***** The data *****
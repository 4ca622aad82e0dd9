//! Accelerometer + gyroscope CSV logger for RP2350A
//!
//! Logs `ACCLnnn.CSV` and `GYROnnn.CSV` (same number) until the button is held.

#![no_std]
#![no_main]

use core::cell::RefCell;

use defmt::*;
use embassy_executor::{InterruptExecutor, Spawner};
use embassy_rp::gpio::{Input, Level, Output, Pull};
use embassy_rp::interrupt;
use embassy_rp::interrupt::{InterruptExt, Priority};
use embassy_rp::spi;
use embassy_rp::watchdog::Watchdog;
use embassy_time::{Duration, Timer};
use embedded_hal_bus::spi::RefCellDevice;
use static_cell::StaticCell;

use fat16_logger::board::{BoardWatchdog, SpinDelay, UptimeClock, UptimeTimeSource, DT_UNITS};
use fat16_logger::capture::{Event, EventFlags, SensorKind};
use fat16_logger::config::*;
use fat16_logger::fat::{file_name, FileKind};
use fat16_logger::sensor::{L3g4200d, Lis3lv02dl, Sensor};
use fat16_logger::session::{log_sensors, Watchdog as _};
use fat16_logger::{ErrorKind, SdCard, SpiTransport, Volume};

use {defmt_rtt as _, panic_probe as _};

type SensorBus = spi::Spi<'static, embassy_rp::peripherals::SPI0, spi::Blocking>;

/// Flags: data-ready and button edges → main loop
static EVENTS: EventFlags = EventFlags::new();

const CONFIG_INI: &[u8; 11] = b"CONFIG  INI";

static SENSOR_BUS: StaticCell<RefCell<SensorBus>> = StaticCell::new();

static EXECUTOR_HIGH: InterruptExecutor = InterruptExecutor::new();

#[interrupt]
unsafe fn SWI_IRQ_1() {
    EXECUTOR_HIGH.on_interrupt()
}

#[embassy_executor::main]
async fn main(_spawner: Spawner) {
    let p = embassy_rp::init(Default::default());
    info!("IMU logger starting...");

    let mut watchdog = Watchdog::new(p.WATCHDOG);
    watchdog.start(Duration::from_millis(WATCHDOG_TIMEOUT_MS));
    let mut watchdog = BoardWatchdog(watchdog);

    // ── Edges (high priority) ───────────────────────────────────────────
    interrupt::SWI_IRQ_1.set_priority(Priority::P2);
    let high = EXECUTOR_HIGH.start(interrupt::SWI_IRQ_1);
    high.must_spawn(data_ready_task(Input::new(p.PIN_20, Pull::Down), SensorKind::Accel));
    high.must_spawn(data_ready_task(Input::new(p.PIN_21, Pull::Down), SensorKind::Gyro));
    high.must_spawn(stop_button_task(Input::new(p.PIN_15, Pull::Up)));

    // ── Sensors on SPI0 ─────────────────────────────────────────────────
    let mut sensor_config = spi::Config::default();
    sensor_config.frequency = SENSOR_SPI_FREQ;
    sensor_config.polarity = spi::Polarity::IdleHigh;
    sensor_config.phase = spi::Phase::CaptureOnSecondTransition;
    let bus: &'static RefCell<SensorBus> = SENSOR_BUS.init(RefCell::new(spi::Spi::new_blocking(
        p.SPI0,
        p.PIN_18,
        p.PIN_19,
        p.PIN_16,
        sensor_config,
    )));
    let (Ok(accel_dev), Ok(gyro_dev)) = (
        RefCellDevice::new(bus, Output::new(p.PIN_17, Level::High), SpinDelay),
        RefCellDevice::new(bus, Output::new(p.PIN_22, Level::High), SpinDelay),
    ) else {
        error!("Failed to create sensor SPI devices");
        reboot().await
    };
    let mut accel = Lis3lv02dl::new(accel_dev, DEFAULT_ACCEL, DT_UNITS);
    let mut gyro = L3g4200d::new(gyro_dev, DEFAULT_GYRO, DT_UNITS);

    // ── SD card on SPI1 ─────────────────────────────────────────────────
    let mut sd_config = spi::Config::default();
    sd_config.frequency = SD_SPI_INIT_FREQ;
    let spi1 = spi::Spi::new_blocking(p.SPI1, p.PIN_10, p.PIN_11, p.PIN_12, sd_config);
    let mut card = SdCard::new(SpiTransport::new(spi1, Output::new(p.PIN_13, Level::High)));

    let mut ready = false;
    for attempt in 1..=SD_INIT_RETRIES {
        watchdog.feed();
        info!("SD init attempt {}/{}...", attempt, SD_INIT_RETRIES);
        match card.init() {
            Ok(kind) => {
                info!("SD card {:?}", kind);
                ready = true;
                break;
            }
            Err(e) => {
                warn!("SD init failed: {:?}", e);
                Timer::after(Duration::from_millis(500)).await;
            }
        }
    }
    if !ready {
        error!("SD card init failed after {} attempts", SD_INIT_RETRIES);
        reboot().await
    }
    card.transport_mut().bus_mut().set_frequency(SD_SPI_WORK_FREQ);

    let mut volume = match Volume::mount(&mut card, UptimeTimeSource) {
        Ok(v) => v,
        Err(e) => {
            error!("Volume mount failed: {:?}", e);
            reboot().await
        }
    };
    match volume.find_entry(CONFIG_INI) {
        Ok(Some(_)) => info!("CONFIG.INI present; using built-in sensor settings"),
        Ok(None) => {}
        Err(e) => warn!("Directory scan failed: {:?}", e),
    }
    if let Ok(n) = volume.get_file_num() {
        let name = file_name(FileKind::Accel, n);
        info!("Next files: {}", core::str::from_utf8(&name).unwrap_or("?"));
    }

    // ── Session ─────────────────────────────────────────────────────────
    let accel_ok = accel.identify().is_ok();
    let gyro_ok = gyro.identify().is_ok();
    info!("Sensors: accel={}, gyro={}", accel_ok, gyro_ok);
    let mut clock = UptimeClock;
    let res = match (accel_ok, gyro_ok) {
        (true, true) => {
            let mut both: [&mut dyn Sensor; 2] = [&mut accel, &mut gyro];
            log_sensors(&mut volume, &mut both, &EVENTS, &mut clock, &mut watchdog)
        }
        (true, false) => {
            let mut one: [&mut dyn Sensor; 1] = [&mut accel];
            log_sensors(&mut volume, &mut one, &EVENTS, &mut clock, &mut watchdog)
        }
        (false, true) => {
            let mut one: [&mut dyn Sensor; 1] = [&mut gyro];
            log_sensors(&mut volume, &mut one, &EVENTS, &mut clock, &mut watchdog)
        }
        (false, false) => {
            error!("No sensor answered");
            reboot().await
        }
    };
    drop(volume);

    match res {
        Ok(summary) => info!(
            "Logged #{}: {} bytes, {:?}",
            summary.file_num, summary.bytes, summary.outcome
        ),
        Err(e) if e.kind() == ErrorKind::BufferOverflow => panic!("firmware defect: {:?}", e),
        Err(e) => {
            error!("Session aborted: {:?}", e);
            reboot().await
        }
    }

    if let Err(e) = card.go_idle() {
        warn!("SD go_idle failed: {:?}", e);
    }
    // Done until the next power cycle
    loop {
        watchdog.feed();
        Timer::after(Duration::from_secs(1)).await;
    }
}

/// Stop feeding the watchdog; it resets the board.
async fn reboot() -> ! {
    error!("Fatal error, watchdog reboot in {} ms...", WATCHDOG_TIMEOUT_MS);
    loop {
        Timer::after(Duration::from_secs(1)).await;
    }
}

#[embassy_executor::task(pool_size = 2)]
async fn data_ready_task(mut pin: Input<'static>, kind: SensorKind) {
    loop {
        pin.wait_for_rising_edge().await;
        // an edge the loop has not serviced yet collapses into this one
        EVENTS.raise(Event::DataReady(kind));
    }
}

#[embassy_executor::task]
async fn stop_button_task(mut button: Input<'static>) {
    loop {
        button.wait_for_falling_edge().await;
        Timer::after(Duration::from_millis(20)).await;
        if button.is_low() {
            EVENTS.raise(Event::Stop);
            info!("Stop requested");
        }
        button.wait_for_high().await;
    }
}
*****
Problem statement: Check every line of the entries for "StaticCell" and report how many lines contain it, without any other words.

Result of the task: 2